Only Georgia Tech and North Carolina State trailed Maryland in the ACC rankings for men.
Those numbers should improve, said Anton Goff, associate athletics director for academic support and career development at Maryland.
"Since then, we've made some changes in our athletic department," Goff said. "I'm looking at our student-athletes we recruit, the services we provide in-house, putting more money, more staff and more resources into trying to improve those numbers.
"We have more staff now than we had back in 1996. We were in Cole Field House as opposed to the Comcast Center. We didn't have the Gossett Academic Support Unit, so our facilities have been upgraded since then.
"Those types of things should make a difference, if we look 10 years from now at our numbers," Goff said.
An ethnic breakdown shows that, during that same time span, Maryland ranked 11th in the ACC in its graduation rate for black male scholarship athletes (49 percent) and 10th for white athletes (74 percent).
For all athletes, Maryland's graduation rate for that period was 76 percent, buoyed by a strong showing by women, 87 percent of whom earned their degrees.
"Our goal is to consistently have graduation rates at 70 percent or higher for our student-athletes," athletic director Debbie Yow said. "Congratulations are in order."
Announcing the figures yesterday, NCAA president Myles Brand drove home the point that nationally, student-athletes at Division I colleges are graduating at a higher rate than the student body in general.

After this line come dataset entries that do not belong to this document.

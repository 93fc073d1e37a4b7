//! Trust anchors and the repositories that hand them to the cert-path verifier.

use std::fmt;

use openssl::hash::MessageDigest;
use openssl::stack::Stack;
use openssl::x509::store::X509StoreBuilder;
use openssl::x509::verify::X509VerifyFlags;
use openssl::x509::{X509StoreContext, X509};
use x509_parser::parse_x509_certificate;

use crate::data::Aaguid;
use crate::error::DataConversionError;

/// A root certificate trusted for attestation (or metadata) chains.
#[derive(Clone)]
pub struct TrustAnchor {
    certificate: X509,
}

impl TrustAnchor {
    pub fn new(certificate: X509) -> Self {
        Self { certificate }
    }

    pub fn from_der(der: &[u8]) -> Result<Self, DataConversionError> {
        X509::from_der(der)
            .map(Self::new)
            .map_err(|e| DataConversionError::Certificate(e.to_string()))
    }

    pub fn from_pem(pem: &[u8]) -> Result<Self, DataConversionError> {
        X509::from_pem(pem)
            .map(Self::new)
            .map_err(|e| DataConversionError::Certificate(e.to_string()))
    }

    pub fn certificate(&self) -> &X509 {
        &self.certificate
    }

    /// RFC 4514 style subject, or an empty string if the DER cannot be re-read.
    pub fn subject(&self) -> String {
        let Ok(der) = self.certificate.to_der() else {
            return String::new();
        };
        match parse_x509_certificate(&der) {
            Ok((_, cert)) => cert.subject().to_string(),
            Err(_) => String::new(),
        }
    }

    pub fn fingerprint_sha256(&self) -> String {
        self.certificate
            .digest(MessageDigest::sha256())
            .map(|d| hex::encode(d))
            .unwrap_or_default()
    }
}

impl PartialEq for TrustAnchor {
    fn eq(&self, other: &Self) -> bool {
        matches!(
            (self.certificate.to_der(), other.certificate.to_der()),
            (Ok(a), Ok(b)) if a == b
        )
    }
}

impl fmt::Debug for TrustAnchor {
    fn fmt(&self, f: &mut fmt::Formatter<'_>) -> fmt::Result {
        f.debug_struct("TrustAnchor")
            .field("subject", &self.subject())
            .field("sha256", &self.fingerprint_sha256())
            .finish()
    }
}

impl fmt::Display for TrustAnchor {
    fn fmt(&self, f: &mut fmt::Formatter<'_>) -> fmt::Result {
        write!(f, "{} (sha256 {})", self.subject(), self.fingerprint_sha256())
    }
}

/// Source of trust anchors for attestation certificate paths.
pub trait TrustAnchorRepository: Send + Sync {
    fn find(&self, aaguid: &Aaguid) -> Vec<TrustAnchor>;

    /// Lookup used for FIDO U2F, whose authenticators carry no AAGUID.
    fn find_by_attestation_certificate_key_identifier(
        &self,
        key_identifier: &[u8],
    ) -> Vec<TrustAnchor>;
}

/// Returns the same fixed certificate set for every query.
#[derive(Debug, Clone, Default)]
pub struct CertificateTrustAnchorRepository {
    anchors: Vec<TrustAnchor>,
}

impl CertificateTrustAnchorRepository {
    pub fn new(certificates: impl IntoIterator<Item = X509>) -> Self {
        Self {
            anchors: certificates.into_iter().map(TrustAnchor::new).collect(),
        }
    }

    pub fn from_pem_bundle(pem: &[u8]) -> Result<Self, DataConversionError> {
        let certificates =
            X509::stack_from_pem(pem).map_err(|e| DataConversionError::Certificate(e.to_string()))?;
        if certificates.is_empty() {
            return Err(DataConversionError::Certificate(
                "PEM bundle contains no certificates".into(),
            ));
        }
        Ok(Self::new(certificates))
    }

    pub fn from_der_list<'a>(
        ders: impl IntoIterator<Item = &'a [u8]>,
    ) -> Result<Self, DataConversionError> {
        let anchors = ders
            .into_iter()
            .map(TrustAnchor::from_der)
            .collect::<Result<Vec<_>, _>>()?;
        Ok(Self { anchors })
    }

    pub fn anchors(&self) -> &[TrustAnchor] {
        &self.anchors
    }
}

impl TrustAnchorRepository for CertificateTrustAnchorRepository {
    fn find(&self, _aaguid: &Aaguid) -> Vec<TrustAnchor> {
        self.anchors.clone()
    }

    fn find_by_attestation_certificate_key_identifier(
        &self,
        _key_identifier: &[u8],
    ) -> Vec<TrustAnchor> {
        self.anchors.clone()
    }
}

/// Check that `path` (leaf first) chains to one of `anchors`.
///
/// Validity periods are not checked here; callers compare them against
/// their own verification time.
pub fn validate_certificate_path(path: &[X509], anchors: &[TrustAnchor]) -> Result<(), String> {
    let (leaf, intermediates) = path
        .split_first()
        .ok_or_else(|| "certificate path is empty".to_string())?;

    let mut builder = X509StoreBuilder::new().map_err(|e| e.to_string())?;
    for anchor in anchors {
        builder
            .add_cert(anchor.certificate().clone())
            .map_err(|e| e.to_string())?;
    }
    builder
        .set_flags(X509VerifyFlags::NO_CHECK_TIME | X509VerifyFlags::PARTIAL_CHAIN)
        .map_err(|e| e.to_string())?;
    let store = builder.build();

    let mut chain = Stack::new().map_err(|e| e.to_string())?;
    for cert in intermediates {
        chain.push(cert.clone()).map_err(|e| e.to_string())?;
    }

    let mut context = X509StoreContext::new().map_err(|e| e.to_string())?;
    let outcome = context
        .init(&store, leaf, &chain, |c| {
            let ok = c.verify_cert()?;
            Ok(if ok { Ok(()) } else { Err(c.error().error_string().to_string()) })
        })
        .map_err(|e| e.to_string())?;
    outcome
}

"It's a severe frustration of mine, this constant din that athletes perform poorly [in the classroom]," Brand said in a conference call. "It's a popularly peddled myth ... and well off the mark."
According to NCAA data (using federal guidelines, which don't include transfer students), 63 percent of Division I athletes who began college in 1999 received their degrees within six years, compared with 61 percent of all college students. Again, it was women who drove up those numbers: Nationally, 71 percent of female student-athletes graduated, compared with 56 percent of men.
"I'm not surprised [by the gender differences]," said Robert Caret, president of Towson University. His school had a 76 percent graduation rate for women athletes as opposed to 57 percent for the student body.
"Female athletes tend to be the more serious students, while males tend to need more academic support," Caret said.
Athletes, different from the rest of the student body, have a built-in infrastructure designed to aid their academic progress. Advisers. Tutors. Study halls. Steppingstones to graduation.
Regular students can partake of these academic perks, but there's a difference, said Art Johnson, provost at UMBC:
"Other students go [for support] self-initiated, whereas for the student-athlete, it's mandated."
Sun reporter Heather A. Dinich contributed to this article.